Işılay ÖZ 1, MD; Ozan EROL 1, MD.
1Department Otorhinolaryngology, Medical Faculty of Başkent University, Ankara, Turkey


Objective: In this study, we planned to determine primarily its effect on the craniofacial development and to measure the distance between the points, which were determined with the photogrammetric measurements over the nasal structures of the participants, who had thumb sucking habit up to 4 years of age in their childhood depending on the position of the hand and the pressure on the external nasal structures.

Material and Methods: 20 male participants who have sucked their finger until at least 4 years of age and 30 healthy male volunteers who didn't have any thumb sucking habit were included in our study.

To ensure standardization, each person was photographed at the same distance (1 meter) from the same camera. Photogrammetric evaluation was performed blindly.

We took photos of each participant with the same camera at the same distance (1 m). Measurements were made from the front, lateral and basal profiles and the results were analysed.

Results: As a consequence of this study, nasal type width values were found to be significantly higher and the nose length was significantly shorter compared to the normal values.

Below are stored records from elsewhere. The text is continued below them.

//! Daily candle data from the Binance public API

use super::Tool;
use async_trait::async_trait;
use serde_json::{Value, json};
use std::time::Duration;
use tracing::debug;

const DEFAULT_API_BASE: &str = "https://api.binance.com";
const DEFAULT_LIMIT: u32 = 30;
const REQUEST_TIMEOUT_SECS: u64 = 30;

/// Fetches recent daily OHLCV candles for a symbol
///
/// Uses the public klines endpoint (no API key). The symbol is quoted
/// against USDT, e.g. asset "BTC" queries "BTCUSDT".
pub struct MarketCandlesTool {
    client: reqwest::Client,
    api_base: String,
}

impl MarketCandlesTool {
    /// Create a tool against the default public endpoint
    pub fn new() -> Self {
        Self::with_api_base(DEFAULT_API_BASE)
    }

    /// Create a tool against a custom endpoint (mirrors, test servers)
    pub fn with_api_base(api_base: impl Into<String>) -> Self {
        Self {
            client: reqwest::Client::builder()
                .timeout(Duration::from_secs(REQUEST_TIMEOUT_SECS))
                .build()
                .unwrap_or_default(),
            api_base: api_base.into(),
        }
    }
}

impl Default for MarketCandlesTool {
    fn default() -> Self {
        Self::new()
    }
}

#[async_trait]
impl Tool for MarketCandlesTool {
    async fn execute(&self, params: Value) -> anyhow::Result<Value> {
        let asset = params["asset"]
            .as_str()
            .ok_or_else(|| anyhow::anyhow!("missing required parameter: asset"))?
            .to_uppercase();
        let limit = params["days"].as_u64().map_or(DEFAULT_LIMIT, |d| d as u32);

        let symbol = format!("{asset}USDT");
        debug!(symbol, limit, "fetching daily candles");

        let raw: Value = self
            .client
            .get(format!("{}/api/v3/klines", self.api_base))
            .query(&[
                ("symbol", symbol.as_str()),
                ("interval", "1d"),
                ("limit", &limit.to_string()),
            ])
            .send()
            .await?
            .error_for_status()?
            .json()
            .await?;

        let summary = summarize_klines(&symbol, &raw)?;
        Ok(json!({ "symbol": symbol, "summary": summary }))
    }

    fn name(&self) -> &str {
        "market_candles"
    }

    fn description(&self) -> &str {
        "Fetch recent daily OHLCV candles for an asset (quoted against USDT) \
         with a compact price and volume summary"
    }

    fn input_schema(&self) -> Value {
        json!({
            "type": "object",
            "properties": {
                "asset": {
                    "type": "string",
                    "description": "Asset ticker, e.g. BTC"
                },
                "days": {
                    "type": "integer",
                    "description": "Number of daily candles to fetch (default 30)"
                }
            },
            "required": ["asset"]
        })
    }
}

/// Summarize a raw klines response into a text block for the LLM
///
/// The wire format is an array of arrays:
/// `[open_time, open, high, low, close, volume, ...]` with prices as
/// strings.
fn summarize_klines(symbol: &str, raw: &Value) -> anyhow::Result<String> {
    let rows = raw
        .as_array()
        .ok_or_else(|| anyhow::anyhow!("unexpected klines response shape"))?;
    if rows.is_empty() {
        anyhow::bail!("no candle data returned for {symbol}");
    }

    let mut closes = Vec::with_capacity(rows.len());
    let mut high = f64::MIN;
    let mut low = f64::MAX;
    let mut volume = 0.0;

    for row in rows {
        let cells = row
            .as_array()
            .ok_or_else(|| anyhow::anyhow!("unexpected candle row shape"))?;
        closes.push(parse_cell(cells, 4)?);
        high = high.max(parse_cell(cells, 2)?);
        low = low.min(parse_cell(cells, 3)?);
        volume += parse_cell(cells, 5)?;
    }

    let first = closes[0];
    let last = closes[closes.len() - 1];
    let change_pct = (last - first) / first * 100.0;

    Ok(format!(
        "{symbol}, last {n} daily candles:\n\
         close: {last:.2} ({change_pct:+.2}% over the window)\n\
         range: {low:.2} - {high:.2}\n\
         total volume: {volume:.2}\n\
         closes: {closes}",
        n = closes.len(),
        closes = closes
            .iter()
            .map(|c| format!("{c:.2}"))
            .collect::<Vec<_>>()
            .join(", "),
    ))
}

fn parse_cell(cells: &[Value], index: usize) -> anyhow::Result<f64> {
    let cell = cells
        .get(index)
        .ok_or_else(|| anyhow::anyhow!("candle row too short"))?;
    match cell {
        Value::String(s) => s
            .parse::<f64>()
            .map_err(|e| anyhow::anyhow!("bad numeric cell: {e}")),
        Value::Number(n) => n
            .as_f64()
            .ok_or_else(|| anyhow::anyhow!("bad numeric cell")),
        _ => anyhow::bail!("unexpected cell type"),
    }
}

#[cfg(test)]
mod tests {
    use super::*;

    fn sample_klines() -> Value {
        json!([
            [1717286400000u64, "67000.0", "69500.0", "66800.0", "69000.0", "1200.5", 0, "0", 0, "0", "0", "0"],
            [1717372800000u64, "69000.0", "70200.0", "68500.0", "70000.0", "980.25", 0, "0", 0, "0", "0", "0"]
        ])
    }

    #[test]
    fn test_summarize_klines() {
        let summary = summarize_klines("BTCUSDT", &sample_klines()).unwrap();

        assert!(summary.contains("BTCUSDT"));
        assert!(summary.contains("close: 70000.00"));
        assert!(summary.contains("range: 66800.00 - 70200.00"));
        assert!(summary.contains("69000.00, 70000.00"));
    }

    #[test]
    fn test_summarize_rejects_empty_response() {
        assert!(summarize_klines("BTCUSDT", &json!([])).is_err());
        assert!(summarize_klines("BTCUSDT", &json!({"error": "down"})).is_err());
    }

    #[test]
    fn test_schema_requires_asset() {
        let tool = MarketCandlesTool::new();
        let schema = tool.input_schema();
        assert_eq!(schema["required"][0], "asset");
        assert_eq!(tool.name(), "market_candles");
    }
}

Conclusion: These results indicated that ın nasal development period, morphology might be affected depending on many factors in people with thumb sucking behaviour.


The thumbsucking behavior is one the most common and harmful habits. This habit is considered normal until 3-4 years of age in children. The habit that continues after this age is considered pathological and often occurs during emotional deprivation and nervous tension. The thumb is the most commonly sucked finger. The sucking of other fingers is relatively rare. If the thumb sucking behaviour cannot be prevented in a timely manner, it may cause an increase in overjet, anterior open-bite, narrow upper jaw and cross-bite. Deformations may also occur in the sucked fingers[1-3].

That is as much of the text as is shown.